Meat Is Not Murder. But. . .
Some links for you:
I'm off to Writtle College in Essex on Sunday, to do a reading from Band Of Gypsys, joining multimedia artist Melissa Appleton's celebration of the first commercial radio broadcasts in the UK. Everything kicks off tomorrow, and it should be quite a party. Hope you can listen in. Read all about it:
http://writtlecalling.co.uk/
I'll also be at Kent at Canterbury University on Tuesday 25th, evening, for a reading and a talk. Contact Paul March Russell for details.
And here's a Compassion In World Farming campaign (slightly vindictively) close to my heart. I really despise that toshery, "Little Red Tractor". And "Farm Assured". It's so creepy.

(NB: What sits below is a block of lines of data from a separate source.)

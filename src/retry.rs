//! Bounded retries with a fixed backoff schedule.

use std::future::Future;
use std::time::Duration;
use tracing::{debug, warn};

use crate::api::FetchError;
use crate::config::RetryConfig;

/// Retry behavior for remote calls.
///
/// Client errors are returned after the first attempt. Anything else is
/// retried until `attempts` calls have been made, waiting `backoff[i]` after
/// failed attempt `i` (or `fallback_backoff` past the end of the schedule).
/// No jitter and no overall deadline.
#[derive(Debug, Clone)]
pub struct RetryPolicy {
  pub attempts: u32,
  pub backoff: Vec<Duration>,
  pub fallback_backoff: Duration,
}

impl Default for RetryPolicy {
  fn default() -> Self {
    Self::from(&RetryConfig::default())
  }
}

impl From<&RetryConfig> for RetryPolicy {
  fn from(config: &RetryConfig) -> Self {
    Self {
      attempts: config.attempts,
      backoff: config
        .backoff_ms
        .iter()
        .copied()
        .map(Duration::from_millis)
        .collect(),
      fallback_backoff: Duration::from_millis(config.fallback_backoff_ms),
    }
  }
}

impl RetryPolicy {
  /// Same schedule, different attempt budget.
  pub fn with_attempts(mut self, attempts: u32) -> Self {
    self.attempts = attempts;
    self
  }

  /// Wait after the failed attempt with zero-based index `attempt`.
  pub fn delay_for(&self, attempt: usize) -> Duration {
    self
      .backoff
      .get(attempt)
      .copied()
      .unwrap_or(self.fallback_backoff)
  }

  /// Run `op` until it succeeds, fails with a client error, or the attempt
  /// budget is spent. Returns the last error in the failure cases.
  pub async fn run<T, F, Fut>(&self, mut op: F) -> Result<T, FetchError>
  where
    F: FnMut() -> Fut,
    Fut: Future<Output = Result<T, FetchError>>,
  {
    let attempts = self.attempts.max(1) as usize;
    let mut attempt = 0;

    loop {
      match op().await {
        Ok(value) => return Ok(value),
        Err(err) if !err.is_retryable() => {
          debug!(error = %err, "Not retrying client error");
          return Err(err);
        }
        Err(err) => {
          attempt += 1;
          if attempt >= attempts {
            warn!(attempts, error = %err, "Giving up after retries");
            return Err(err);
          }
          let delay = self.delay_for(attempt - 1);
          debug!(attempt, ?delay, error = %err, "Retrying after backoff");
          tokio::time::sleep(delay).await;
        }
      }
    }
  }
}

#[cfg(test)]
mod tests {
  use super::*;
  use std::sync::atomic::{AtomicUsize, Ordering};
  use std::sync::Arc;
  use tokio::time::Instant;

  fn counting<T>(
    calls: &Arc<AtomicUsize>,
    outcome: impl Fn(usize) -> Result<T, FetchError>,
  ) -> impl FnMut() -> std::future::Ready<Result<T, FetchError>> {
    let calls = calls.clone();
    move || {
      let n = calls.fetch_add(1, Ordering::SeqCst);
      std::future::ready(outcome(n))
    }
  }

  #[tokio::test(start_paused = true)]
  async fn test_client_error_attempted_once() {
    let calls = Arc::new(AtomicUsize::new(0));
    let start = Instant::now();

    let result: Result<(), _> = RetryPolicy::default()
      .run(counting(&calls, |_| Err(FetchError::from_status(404, "missing"))))
      .await;

    assert!(matches!(result, Err(FetchError::Client { status: 404, .. })));
    assert_eq!(calls.load(Ordering::SeqCst), 1);
    assert_eq!(start.elapsed(), Duration::ZERO);
  }

  #[tokio::test(start_paused = true)]
  async fn test_transient_errors_use_full_budget() {
    let calls = Arc::new(AtomicUsize::new(0));
    let start = Instant::now();

    let result: Result<(), _> = RetryPolicy::default()
      .run(counting(&calls, |_| Err(FetchError::Server { status: 503 })))
      .await;

    assert_eq!(result, Err(FetchError::Server { status: 503 }));
    assert_eq!(calls.load(Ordering::SeqCst), 3);
    // Waits of 1s and 2s between the three attempts.
    assert_eq!(start.elapsed(), Duration::from_secs(3));
  }

  #[tokio::test(start_paused = true)]
  async fn test_backoff_schedule_then_fallback_delay() {
    let calls = Arc::new(AtomicUsize::new(0));
    let start = Instant::now();

    let result: Result<(), _> = RetryPolicy::default()
      .with_attempts(5)
      .run(counting(&calls, |_| Err(FetchError::Timeout)))
      .await;

    assert!(result.is_err());
    assert_eq!(calls.load(Ordering::SeqCst), 5);
    // 1 + 2 + 4 + 5
    assert_eq!(start.elapsed(), Duration::from_secs(12));
  }

  #[tokio::test(start_paused = true)]
  async fn test_recovers_mid_sequence() {
    let calls = Arc::new(AtomicUsize::new(0));

    let result = RetryPolicy::default()
      .run(counting(&calls, |n| {
        if n == 0 {
          Err(FetchError::Transport("reset".into()))
        } else {
          Ok(n)
        }
      }))
      .await;

    assert_eq!(result, Ok(1));
    assert_eq!(calls.load(Ordering::SeqCst), 2);
  }

  #[test]
  fn test_delay_for() {
    let policy = RetryPolicy::default();
    assert_eq!(policy.delay_for(0), Duration::from_secs(1));
    assert_eq!(policy.delay_for(2), Duration::from_secs(4));
    assert_eq!(policy.delay_for(3), Duration::from_secs(5));
    assert_eq!(policy.delay_for(10), Duration::from_secs(5));
  }
}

http://www.ciwf.org.uk/what_we_do/labelling/default.aspx?utm_campaign=CIWFLAB003&utm_source=Action&utm_medium=email
I'm not worried at all about the "threat" higher welfare rules pose to meat production in Europe. Meat is not murder, but meat it a treat. Rich and poor, everyone needs to get used to that, for a whole raft of good reasons. Soon as possible.
Watching: Lindsay Seers' new installation at The Tin Tabernacle, Kilburn. "Nowhere Less Now". Not as immersive as her prequel show at Margate. The space doesn't lend itself to immersion, one remains conscious of being in a video viewing audience; of having headphones on, of one's surroundings, basically. But still good. You get a free book, too & The Tin Tabernacle is an experience in itself. Also check out the remarkable facade of the Edwardian RSPCA dispensary next door.
Also The Bletchley Circle. The first episode got some lack-lustre reviews, but I don't know why. It's a bit rushed, a bit of handwaving, okay, but I found the pitch convincing, the acting classy, and I'll always watch Anna Maxwell Martin
Reading: Still lingering over George MacDonald, Phantastes and Lilith;
Getting onto Robert Kaplan, The Nothing That Is, next in my popular science pile
and for a storybook Marco Vicci, Death And The Olive Groves I'm not a big fan of Italian "Crime and Pleasure", usually. But I think I could get to like this one. Set in the sixties, when Italy was just as ****ed up, but everything as less cynical (it says here). Before they'd been Berlusconi-ed, says Peter.
The striking copper beech and lime couple in the keynote picture, are by the permitted footpath that crossed the Bayfield Estate, near Cley. There are a lot of very beautiful trees in this part of Norfolk. There are hills too, shockingly; despite the advertising.